» **INFORMATION SHOWN**:

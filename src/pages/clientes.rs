use super::{
    link, render_array, render_field, render_form, render_hidden, render_table, MutationResponse,
    PageResult,
};
use crate::dispatch::{DispatchOutcome, Dispatcher, Navigator};
use crate::forms::{uf_options, ArrayField, FieldKind, FieldPath, FieldSpec, FormState, InputMask};
use crate::permission::{allow, has_permission, require_identity, Identity};
use crate::queries::{clientes, contas, dependentes};
use crate::schema::{flag_create, parse_cpf, parse_cpf_field, validate_cliente_form};
use crate::util::format_currency;
use anyhow::Result;
use rusqlite::Connection;
use serde_json::{json, Value};

const TITULO_FALLBACK: &str = "Cliente não encontrado";

pub fn titulo(conn: &Connection, raw_cpf: &str) -> String {
    let Ok(cpf) = parse_cpf(raw_cpf) else {
        return TITULO_FALLBACK.to_string();
    };

    match clientes::get_nome_by_cpf(conn, &cpf) {
        Ok(Some(nome)) => nome,
        _ => TITULO_FALLBACK.to_string(),
    }
}

fn form_fields(editing: bool) -> Vec<FieldSpec> {
    let mut fields = Vec::new();

    if !editing {
        fields.push(
            FieldSpec::new("cpf", "CPF", FieldKind::Text)
                .required()
                .with_max_len(11)
                .with_mask(InputMask::Digits),
        );
    }
    fields.push(
        FieldSpec::new("nome", "Nome", FieldKind::Text)
            .required()
            .with_max_len(80),
    );
    fields.push(FieldSpec::new("data_nasc", "Data de nascimento", FieldKind::Date).required());
    fields.push(
        FieldSpec::new("rg_num", "RG", FieldKind::Text)
            .required()
            .with_max_len(15)
            .with_mask(InputMask::Digits),
    );
    fields.push(
        FieldSpec::new("rg_orgao_emissor", "Órgão emissor", FieldKind::Text)
            .required()
            .with_max_len(80),
    );
    fields.push(
        FieldSpec::new("rg_uf", "UF do RG", FieldKind::Select)
            .required()
            .with_options(uf_options())
            .with_clear(),
    );
    fields.push(
        FieldSpec::new("end_tipo", "Tipo de logradouro", FieldKind::Text)
            .required()
            .with_max_len(80),
    );
    fields.push(
        FieldSpec::new("end_logradouro", "Logradouro", FieldKind::Text)
            .required()
            .with_max_len(80),
    );
    fields.push(FieldSpec::new("end_numero", "Número", FieldKind::Number).required());
    fields.push(
        FieldSpec::new("end_bairro", "Bairro", FieldKind::Text)
            .required()
            .with_max_len(80),
    );
    fields.push(
        FieldSpec::new("end_cidade", "Cidade", FieldKind::Text)
            .required()
            .with_max_len(80),
    );
    fields.push(
        FieldSpec::new("end_estado", "Estado", FieldKind::Select)
            .required()
            .with_options(uf_options())
            .with_clear(),
    );
    fields.push(
        FieldSpec::new("end_cep", "CEP", FieldKind::Text)
            .required()
            .with_max_len(8)
            .with_mask(InputMask::Digits),
    );

    fields
}

fn senha_field(editing: bool) -> FieldSpec {
    let label = if editing {
        "Senha (em branco mantém a atual)"
    } else {
        "Senha"
    };
    FieldSpec::new("senha", label, FieldKind::Password).with_max_len(80)
}

fn email_array() -> ArrayField {
    ArrayField::new("emails", "E-mail", json!({ "email": "", "tipo": "" }))
}

fn telefone_array() -> ArrayField {
    ArrayField::new("telefones", "Telefone", json!({ "telefone": "", "tipo": "" }))
}

fn email_specs(i: usize) -> Vec<FieldSpec> {
    vec![
        FieldSpec::new(&format!("emails.{}.email", i), "E-mail", FieldKind::Email)
            .with_max_len(254),
        FieldSpec::new(&format!("emails.{}.tipo", i), "Tipo", FieldKind::Text).with_max_len(80),
    ]
}

fn telefone_specs(i: usize) -> Vec<FieldSpec> {
    vec![
        FieldSpec::new(&format!("telefones.{}.telefone", i), "Telefone", FieldKind::Tel)
            .with_max_len(15)
            .with_mask(InputMask::Digits),
        FieldSpec::new(&format!("telefones.{}.tipo", i), "Tipo", FieldKind::Text).with_max_len(80),
    ]
}

fn render_cliente_form(state: &FormState, editing: bool) -> String {
    let mut body = String::new();

    body.push_str(&render_hidden("create", if editing { "false" } else { "true" }));
    if editing {
        body.push_str(&render_hidden("cpf", &state.get_str(&FieldPath::key("cpf"))));
    }
    for spec in form_fields(editing) {
        body.push_str(&render_field(&spec, state));
    }
    body.push_str(&render_array(&email_array(), state, email_specs));
    body.push_str(&render_array(&telefone_array(), state, telefone_specs));
    body.push_str(&render_field(&senha_field(editing), state));

    render_form("/api/clientes/upsert", &body, "Salvar")
}

pub fn list(conn: &Connection) -> Result<PageResult> {
    let clientes = clientes::get_all(conn)?;

    let rows: Vec<Vec<String>> = clientes
        .iter()
        .map(|c| {
            vec![
                super::html_escape(&c.cpf),
                super::html_escape(&c.nome),
                super::html_escape(&c.data_nasc),
                super::html_escape(&c.end_cidade),
                link(&format!("/clientes/{}", c.cpf), "detalhes"),
            ]
        })
        .collect();

    let mut body = render_table(&["CPF", "Nome", "Nascimento", "Cidade", ""], &rows);
    body.push_str(&format!(
        "\n<p>{}</p>",
        link("/clientes/cadastrar", "Cadastrar cliente")
    ));

    Ok(PageResult::page("Clientes", body))
}

pub fn show(conn: &Connection, identity: Option<&Identity>, raw_cpf: &str) -> Result<PageResult> {
    let Ok(cpf) = parse_cpf(raw_cpf) else {
        return Ok(PageResult::NotFound);
    };

    let Some(cliente) = clientes::get_by_cpf(conn, &cpf)? else {
        return Ok(PageResult::NotFound);
    };

    let can_edit = has_permission(allow::CLIENTE_EDIT, identity);
    let can_delete = has_permission(allow::CLIENTE_DELETE, identity);

    let mut body = format!(
        "<dl>\n<dt>CPF</dt><dd>{}</dd>\n<dt>Nome</dt><dd>{}</dd>\n<dt>Nascimento</dt><dd>{}</dd>\n<dt>RG</dt><dd>{} {} {}</dd>\n<dt>Endereço</dt><dd>{} {}, {} - {}, {} - {}, CEP {}</dd>\n</dl>",
        super::html_escape(&cliente.cpf),
        super::html_escape(&cliente.nome),
        super::html_escape(&cliente.data_nasc),
        super::html_escape(&cliente.rg_num),
        super::html_escape(&cliente.rg_orgao_emissor),
        super::html_escape(&cliente.rg_uf),
        super::html_escape(&cliente.end_tipo),
        super::html_escape(&cliente.end_logradouro),
        cliente.end_numero,
        super::html_escape(&cliente.end_bairro),
        super::html_escape(&cliente.end_cidade),
        super::html_escape(&cliente.end_estado),
        super::html_escape(&cliente.end_cep),
    );

    if !cliente.emails.is_empty() {
        body.push_str("\n<h2>E-mails</h2>\n<ul>");
        for contato in &cliente.emails {
            body.push_str(&format!(
                "\n<li>{} ({})</li>",
                super::html_escape(&contato.email),
                super::html_escape(&contato.tipo),
            ));
        }
        body.push_str("\n</ul>");
    }
    if !cliente.telefones.is_empty() {
        body.push_str("\n<h2>Telefones</h2>\n<ul>");
        for contato in &cliente.telefones {
            body.push_str(&format!(
                "\n<li>{} ({})</li>",
                super::html_escape(&contato.telefone),
                super::html_escape(&contato.tipo),
            ));
        }
        body.push_str("\n</ul>");
    }

    let contas = contas::get_by_cliente(conn, &cpf)?;
    if !contas.is_empty() {
        let rows: Vec<Vec<String>> = contas
            .iter()
            .map(|c| {
                vec![
                    c.num_conta.to_string(),
                    super::html_escape(&c.tipo),
                    format_currency(c.saldo),
                    link(&format!("/contas/{}", c.num_conta), "detalhes"),
                ]
            })
            .collect();
        body.push_str("\n<h2>Contas</h2>\n");
        body.push_str(&render_table(&["Número", "Tipo", "Saldo", ""], &rows));
    }

    let dependentes = dependentes::get_by_cliente(conn, &cpf)?;
    if !dependentes.is_empty() {
        let rows: Vec<Vec<String>> = dependentes
            .iter()
            .map(|d| {
                vec![
                    super::html_escape(&d.nome),
                    super::html_escape(&d.parentesco),
                    super::html_escape(&d.data_nasc),
                    link(&format!("/dependentes/{}", d.id), "detalhes"),
                ]
            })
            .collect();
        body.push_str("\n<h2>Dependentes</h2>\n");
        body.push_str(&render_table(&["Nome", "Parentesco", "Nascimento", ""], &rows));
    }

    if can_edit {
        body.push_str(&format!(
            "\n<p>{}</p>",
            link(&format!("/clientes/{}/editar", cliente.cpf), "Editar")
        ));
    }
    if can_delete {
        body.push_str(&format!(
            "\n<form method=\"post\" action=\"/api/clientes/delete\">{}<button type=\"submit\">Excluir</button></form>",
            render_hidden("cpf", &cliente.cpf)
        ));
    }

    Ok(PageResult::page(cliente.nome.clone(), body))
}

/// The create form doubles as self-service signup, so it renders for anyone.
pub fn create() -> PageResult {
    let mut state = FormState::new();
    state.push_entry(&email_array());
    state.push_entry(&telefone_array());

    PageResult::page("Cadastrar cliente", render_cliente_form(&state, false))
}

pub fn edit(conn: &Connection, identity: Option<&Identity>, raw_cpf: &str) -> Result<PageResult> {
    if require_identity(identity, allow::CLIENTE_EDIT).is_err() {
        return Ok(PageResult::Redirect("/login".to_string()));
    }

    let Ok(cpf) = parse_cpf(raw_cpf) else {
        return Ok(PageResult::NotFound);
    };

    let Some(cliente) = clientes::get_by_cpf(conn, &cpf)? else {
        return Ok(PageResult::NotFound);
    };

    let Ok(defaults) = crate::schema::prune_cliente(&cliente) else {
        return Ok(PageResult::NotFound);
    };

    let state = FormState::seed(&defaults);
    Ok(PageResult::page(
        format!("Editar {}", cliente.nome),
        render_cliente_form(&state, true),
    ))
}

pub fn upsert(conn: &Connection, identity: Option<&Identity>, payload: &Value) -> MutationResponse {
    // create doubles as signup and stays open; updates are staff-only
    if !flag_create(payload) {
        if let Err(err) = require_identity(identity, allow::CLIENTE_EDIT) {
            return MutationResponse::Denied {
                message: err.to_string(),
            };
        }
    }

    let dispatcher = Dispatcher::new();
    let mut navigator = Navigator::new();
    let cpf_from_payload = parse_cpf_field(payload, "cpf");

    let outcome = dispatcher.submit(
        payload,
        validate_cliente_form,
        |form| clientes::upsert(conn, form),
        |result, nav| {
            if result.applied() {
                if let Some(cpf) = &cpf_from_payload {
                    nav.push(&format!("/clientes/{}", cpf));
                }
            }
        },
        &mut navigator,
    );

    match outcome {
        DispatchOutcome::Invalid(errors) => MutationResponse::Invalid { errors },
        DispatchOutcome::Busy => MutationResponse::Failed {
            message: "envio em andamento".to_string(),
        },
        DispatchOutcome::Success(result) if !result.applied() => MutationResponse::NotFound,
        DispatchOutcome::Success(result) => MutationResponse::Ok {
            data: json!({ "result": result, "redirect": navigator.target() }),
        },
        DispatchOutcome::Failed(message) => MutationResponse::Failed { message },
    }
}

pub fn delete(conn: &Connection, identity: Option<&Identity>, payload: &Value) -> MutationResponse {
    if let Err(err) = require_identity(identity, allow::CLIENTE_DELETE) {
        return MutationResponse::Denied {
            message: err.to_string(),
        };
    }

    let Some(cpf) = parse_cpf_field(payload, "cpf") else {
        return MutationResponse::NotFound;
    };

    match clientes::delete(conn, &cpf) {
        Ok(0) => MutationResponse::NotFound,
        Ok(affected) => MutationResponse::Ok {
            data: json!({ "affected": affected, "redirect": "/clientes" }),
        },
        Err(err) => MutationResponse::Failed {
            message: err.to_string(),
        },
    }
}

» **PROBLEM DESCRIPTION**:
State the count of lines holding the string "affected" in the listing above, and nothing else.

» **ANSWER FOR THIS EXERCISE**:
2